Nadya Kharima membawa anak pada saat bekerja

Sumber: Dokumentasi Pribadi

“...terus persoalan lumayan jauh ya dari dakwah sendiri ya lokasinya. Kita kan ingin nya Day Care itu yang lumayan deket lah jadi ya walaupun beda tempat tapi masih bisa di intip dan di lihat” (Nadya, dosen UIN Jakarta.2020)

Karena beliau menginginkan jika lebih baik tempat menitipkan anak dan ruang laktasi diterapkan di setiap fakultas di UIN Syarif Hidayatullah Jakarta, hal tersebut terdapat dalam uraian wawancara berikut ini:

“pengennya setiap fakultas ada ruang Day Care ada ruang menyusui yang menunjang efektivitas dan profesionalitas kita kan sebagai dosen gitu..” (Nadya, dosen UIN Jakarta.2020

135 BAB V PEMBAHASAN

Bab ini merupakan bab pembahasan yang mengintegrasikan antara data dan temuan di lapangan dengan menggunakan analisa teori dan diskusi. Setelah peneliti melakukan penelitian, dan pengumpulan data di lapangan, baik melalui wawancara, observasi, dan studi dokumentasi, maka data informasi yang peneliti peroleh dalam kaitannya dengan

“Implementasi Program Day Care dalam Menggantikan Pola Asuh Orang tua Bekerja di UIN Syarif Hidayatullah Jakarta”.
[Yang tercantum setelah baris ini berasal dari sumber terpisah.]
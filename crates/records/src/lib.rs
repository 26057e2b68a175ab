//! Ranking store boundary.
//!
//! The game rooms call into a [`Recorder`] at well-defined points (game
//! finish, ladder completion, race settle) and never read rankings back for
//! their own logic; leaderboard queries exist for the presentation layer.
//! [`MemoryStore`] is the reference implementation.
mod record;
mod store;

pub use record::*;
pub use store::*;
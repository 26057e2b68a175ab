//! Core type aliases, identity types, and tuning constants for prosit.
//!
//! This crate provides the foundational types and configuration parameters
//! used throughout the prosit workspace.

// ============================================================================
// TYPE ALIASES
// ============================================================================
/// Opaque platform guild (server) identifier. Never normalized, round-trips
/// exactly as received from the presentation layer.
pub type GuildId = u64;
/// Opaque platform user identifier.
pub type PlayerId = u64;
/// Accumulated score in the round-robin card game.
pub type Points = i32;
/// Drink penalty quantities (sips to give or drink).
pub type Sips = i32;
/// Seat index in a session's frozen turn order.
pub type Seat = usize;

// ============================================================================
// TRAITS
// ============================================================================
/// Random instance generation for testing.
pub trait Arbitrary {
    /// Generate a uniformly random instance.
    fn random() -> Self;
}

/// Unique identifier trait for domain entities.
pub trait Unique<T = Self> {
    fn id(&self) -> ID<T>;
}

// ============================================================================
// IDENTITY TYPES
// ============================================================================
use std::cmp::Ordering;
use std::fmt::Debug;
use std::fmt::Display;
use std::fmt::Formatter;
use std::hash::Hash;
use std::hash::Hasher;
use std::marker::PhantomData;

/// Generic ID wrapper providing compile-time type safety over uuid::Uuid.
pub struct ID<T> {
    inner: uuid::Uuid,
    marker: PhantomData<T>,
}

impl<T> ID<T> {
    pub fn inner(&self) -> uuid::Uuid {
        self.inner
    }
    /// Cast ID<T> to ID<U> while preserving the underlying UUID.
    pub fn cast<U>(self) -> ID<U> {
        ID {
            inner: self.inner,
            marker: PhantomData,
        }
    }
}

impl<T> From<ID<T>> for uuid::Uuid {
    fn from(id: ID<T>) -> Self {
        id.inner()
    }
}
impl<T> From<uuid::Uuid> for ID<T> {
    fn from(inner: uuid::Uuid) -> Self {
        Self {
            inner,
            marker: PhantomData,
        }
    }
}

impl<T> Default for ID<T> {
    fn default() -> Self {
        Self {
            inner: uuid::Uuid::now_v7(),
            marker: PhantomData,
        }
    }
}

impl<T> Copy for ID<T> {}
impl<T> Clone for ID<T> {
    fn clone(&self) -> Self {
        *self
    }
}

impl<T> Eq for ID<T> {}
impl<T> PartialEq for ID<T> {
    fn eq(&self, other: &Self) -> bool {
        self.inner == other.inner
    }
}

impl<T> Ord for ID<T> {
    fn cmp(&self, other: &Self) -> Ordering {
        self.inner.cmp(&other.inner)
    }
}
impl<T> PartialOrd for ID<T> {
    fn partial_cmp(&self, other: &Self) -> Option<Ordering> {
        Some(self.cmp(other))
    }
}

impl<T> Hash for ID<T> {
    fn hash<H>(&self, state: &mut H)
    where
        H: Hasher,
    {
        self.inner.hash(state);
    }
}

impl<T> Debug for ID<T> {
    fn fmt(&self, f: &mut Formatter<'_>) -> std::fmt::Result {
        f.debug_tuple("ID").field(&self.inner).finish()
    }
}
impl<T> Display for ID<T> {
    fn fmt(&self, f: &mut Formatter<'_>) -> std::fmt::Result {
        Display::fmt(&self.inner, f)
    }
}

// ============================================================================
// GAME PARAMETERS
// Defaults only: every one of these is overridable through the gameroom
// config structs so tests can run with compressed timers and short games.
// ============================================================================
/// Rounds in the round-robin card game (color, order, range, suit).
pub const ROUNDS: usize = 4;
/// Rungs in the ladder endgame.
pub const LADDER_RUNGS: usize = 5;
/// Distance a horse must travel to win the race.
pub const RACE_FINISH: u8 = 5;
/// Checkpoint levels carrying a hidden blockade (1..=4).
pub const BLOCKADE_COUNT: usize = 4;
/// Minimum players required to start the card game.
pub const MIN_PLAYERS: usize = 2;
/// Minimum entrants required to start a race.
pub const MIN_ENTRANTS: usize = 1;
/// Smallest allowed race stake.
pub const STAKE_MIN: Sips = 1;
/// Largest allowed race stake.
pub const STAKE_MAX: Sips = 10;
/// Seconds before an unanswered "next turn" prompt auto-advances.
pub const ADVANCE_TIMEOUT: u64 = 5;
/// Seconds between autonomous race ticks.
pub const TICK_INTERVAL: u64 = 2;
/// Default leaderboard depth.
pub const LEADERBOARD_LIMIT: usize = 10;

// ============================================================================
// RUNTIME UTILITIES
// ============================================================================
/// Initialize dual logging (terminal + file) with timestamped log files.
/// Creates `logs/` directory and writes DEBUG level to file, INFO to terminal.
pub fn log() {
    std::fs::create_dir_all("logs").expect("create logs directory");
    let config = simplelog::ConfigBuilder::new()
        .set_location_level(log::LevelFilter::Off)
        .set_target_level(log::LevelFilter::Off)
        .set_thread_level(log::LevelFilter::Off)
        .build();
    let time = std::time::SystemTime::now()
        .duration_since(std::time::UNIX_EPOCH)
        .expect("time moves slow")
        .as_secs();
    let file = simplelog::WriteLogger::new(
        log::LevelFilter::Debug,
        config.clone(),
        std::fs::File::create(format!("logs/{}.log", time)).expect("create log file"),
    );
    let term = simplelog::TermLogger::new(
        log::LevelFilter::Info,
        config.clone(),
        simplelog::TerminalMode::Mixed,
        simplelog::ColorChoice::Auto,
    );
    simplelog::CombinedLogger::init(vec![term, file]).expect("initialize logger");
}
use super::guess::Order;
use prosit_cards::Card;
use prosit_cards::Deck;
use prosit_core::Sips;
use rand::Rng;

/// What one ladder guess produced.
#[derive(Debug, Clone, Copy, PartialEq, Eq)]
#[cfg_attr(feature = "serde", derive(serde::Serialize, serde::Deserialize))]
pub enum Step {
    /// Correct: moved up to the given 0-based rung.
    Climbed { card: Card, rung: usize },
    /// Wrong: drank the penalty and fell back to the bottom. A retry is
    /// required before guessing again.
    Failed { card: Card, penalty: Sips },
    /// Correct on the final rung: the run is over.
    Completed { card: Card },
}

#[derive(thiserror::Error, Debug, Clone, Copy, PartialEq, Eq)]
pub enum LadderError {
    #[error("the ladder is already complete")]
    Complete,
    #[error("acknowledge the failed attempt before guessing again")]
    PendingRetry,
    #[error("there is no failed attempt to retry")]
    NoFailure,
}

/// The loser's endgame: climb a fixed sequence of hidden cards by guessing
/// higher/lower/equal against each, restarting from the bottom on a miss.
///
/// A miss at rung i costs i+1 sips, bumps the attempt counter, and clears
/// the comparison draws. The top cards stay fixed for the whole run and are
/// revealed progressively up to one past the highest rung ever reached.
#[derive(Debug, Clone)]
pub struct Ladder {
    deck: Deck,
    tops: Vec<Card>,
    drawn: Vec<Card>,
    rung: usize,
    rungs: usize,
    attempts: u32,
    sips: Sips,
    highest: usize,
    failed: bool,
}

impl Ladder {
    /// Pre-draws the top cards from a fresh full deck.
    pub fn new<R: Rng>(rungs: usize, rng: &mut R) -> Self {
        let mut deck = Deck::standard(rng);
        let tops = deck.take(rungs);
        Self {
            deck,
            tops,
            drawn: Vec::new(),
            rung: 0,
            rungs,
            attempts: 1,
            sips: 0,
            highest: 0,
            failed: false,
        }
    }

    pub fn rung(&self) -> usize {
        self.rung
    }
    pub fn rungs(&self) -> usize {
        self.rungs
    }
    pub fn attempts(&self) -> u32 {
        self.attempts
    }
    pub fn sips(&self) -> Sips {
        self.sips
    }
    pub fn tops(&self) -> &[Card] {
        &self.tops
    }
    pub fn drawn(&self) -> &[Card] {
        &self.drawn
    }
    /// A failed guess is pending acknowledgement.
    pub fn failed(&self) -> bool {
        self.failed
    }
    pub fn complete(&self) -> bool {
        self.rung == self.rungs
    }
    /// How many top cards are face up: one past the highest rung reached.
    pub fn revealed(&self) -> usize {
        (self.highest + 1).min(self.rungs)
    }

    /// Draws a comparison card against the current rung's top card.
    ///
    /// On failure the penalty equals the 1-based rung, the run resets to
    /// the bottom, and the spent comparison cards are shuffled back into
    /// the deck so the pile can never run dry across attempts.
    pub fn guess<R: Rng>(&mut self, order: Order, rng: &mut R) -> Result<Step, LadderError> {
        if self.complete() {
            return Err(LadderError::Complete);
        }
        if self.failed {
            return Err(LadderError::PendingRetry);
        }
        let top = self.tops[self.rung].rank();
        let card = self.deck.draw().expect("deck recycles between attempts");
        let correct = match order {
            Order::Equal => card.rank() == top,
            Order::Higher => card.rank() > top,
            Order::Lower => card.rank() < top,
        };
        match correct {
            true => {
                self.drawn.push(card);
                self.rung += 1;
                self.highest = self.highest.max(self.rung);
                match self.complete() {
                    true => Ok(Step::Completed { card }),
                    false => Ok(Step::Climbed {
                        card,
                        rung: self.rung,
                    }),
                }
            }
            false => {
                let penalty = self.rung as Sips + 1;
                self.sips += penalty;
                self.attempts += 1;
                self.rung = 0;
                self.failed = true;
                self.deck.restore(self.drawn.drain(..));
                self.deck.restore([card]);
                self.deck.shuffle(rng);
                Ok(Step::Failed { card, penalty })
            }
        }
    }

    /// Clears the pending-failure flag so a fresh climb can begin. The
    /// penalty bookkeeping already happened at failure time.
    pub fn retry(&mut self) -> Result<(), LadderError> {
        match self.failed {
            true => {
                self.failed = false;
                Ok(())
            }
            false => Err(LadderError::NoFailure),
        }
    }
}
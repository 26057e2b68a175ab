//! Async session coordinator for the drinking games.
//!
//! Each guild gets at most one live session per game type, tracked in a
//! [`Registry`] and fronted by the [`Rooms`] facade. Rooms are imperative
//! shells over the functional cores in `prosit-gameplay`: they own
//! concurrency (per-session mutex, auto-advance timer, race ticker),
//! persistence hand-off, and the render models the presentation layer
//! redraws from.
//!
//! ## Rooms
//!
//! - [`CardRoom`] — Lobby, round game, and the loser's ladder endgame
//! - [`RaceRoom`] — Betting lobby plus the self-driving race ticker
//! - [`Rooms`] — Per-guild registry facade, the crate's entry point
//!
//! ## Support
//!
//! - [`Rules`] / [`Timing`] — Overridable game-shape and timer config
//! - [`Countdown`] — Generation counter behind the auto-advance timer
//! - [`TableView`] / [`LadderView`] / [`RaceView`] — Render models, each
//!   carrying a [`NextStep`] signal
mod config;
mod error;
mod race;
mod registry;
mod room;
mod rooms;
mod timer;
mod view;

pub use config::*;
pub use error::*;
pub use race::*;
pub use registry::*;
pub use room::*;
pub use rooms::*;
pub use timer::*;
pub use view::*;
Peneliti memperoleh data selama penelitian dengan analisis data yang diperoleh dari wawancara dan dokumentasi sehingga dapat diuraikan dalam penyajian data.

Dari hasil wawancara, observasi, dan dokumentasi di lapangan, peneliti menemukan tentang penerapan Implementasi Program Day Care yang diberikan oleh Pusat Studi Gender dan Anak terhadap penggantian pola asuh orang tua yang bekerja di UIN Syarif Hidayatullah Jakarta. Program tersebut dibuat untuk menggantikan pola asuh orang tua yang bekerja guna memenuhi kebutuhan pengasuhan yang tidak sempat diberikan orang tua ketika dirinya melakukan aktivitas diluar rumah. Seperti yang sudah dijelaskan pada bab II, teori Implementasi Program menurut David C. Korten bahwa implementasi program adalah sebuah aktivitas yang dilakukan suatu lembaga atau institusi pemerintah maupun swasta dan didalamnya terdapat sebuah prosedur kerja

yang jelas sehingga program dapat berjalan sesuai dengan tujuan, David C. Korten menjelaskan Implementasi Program bisa berjalan dengan baik melalui tiga indikator penting yaitu; Pelaksana Program, Program itu sendiri, dan Pemanfaat Program. Teori pola asuh juga ikut disertakan dalam penelitian ini, karena peneliti ingin melihat implementasi program Day Care lewat pola pengasuhan yang diberikan. Peneliti menemukan tiga pola asuh yang digunakan Day Care UIN Syarif Hidayatullah Jakarta, yaitu Pola Asuh Autoritatif, Pola Asuh Demokratis, serta Pola Asuh Situasional.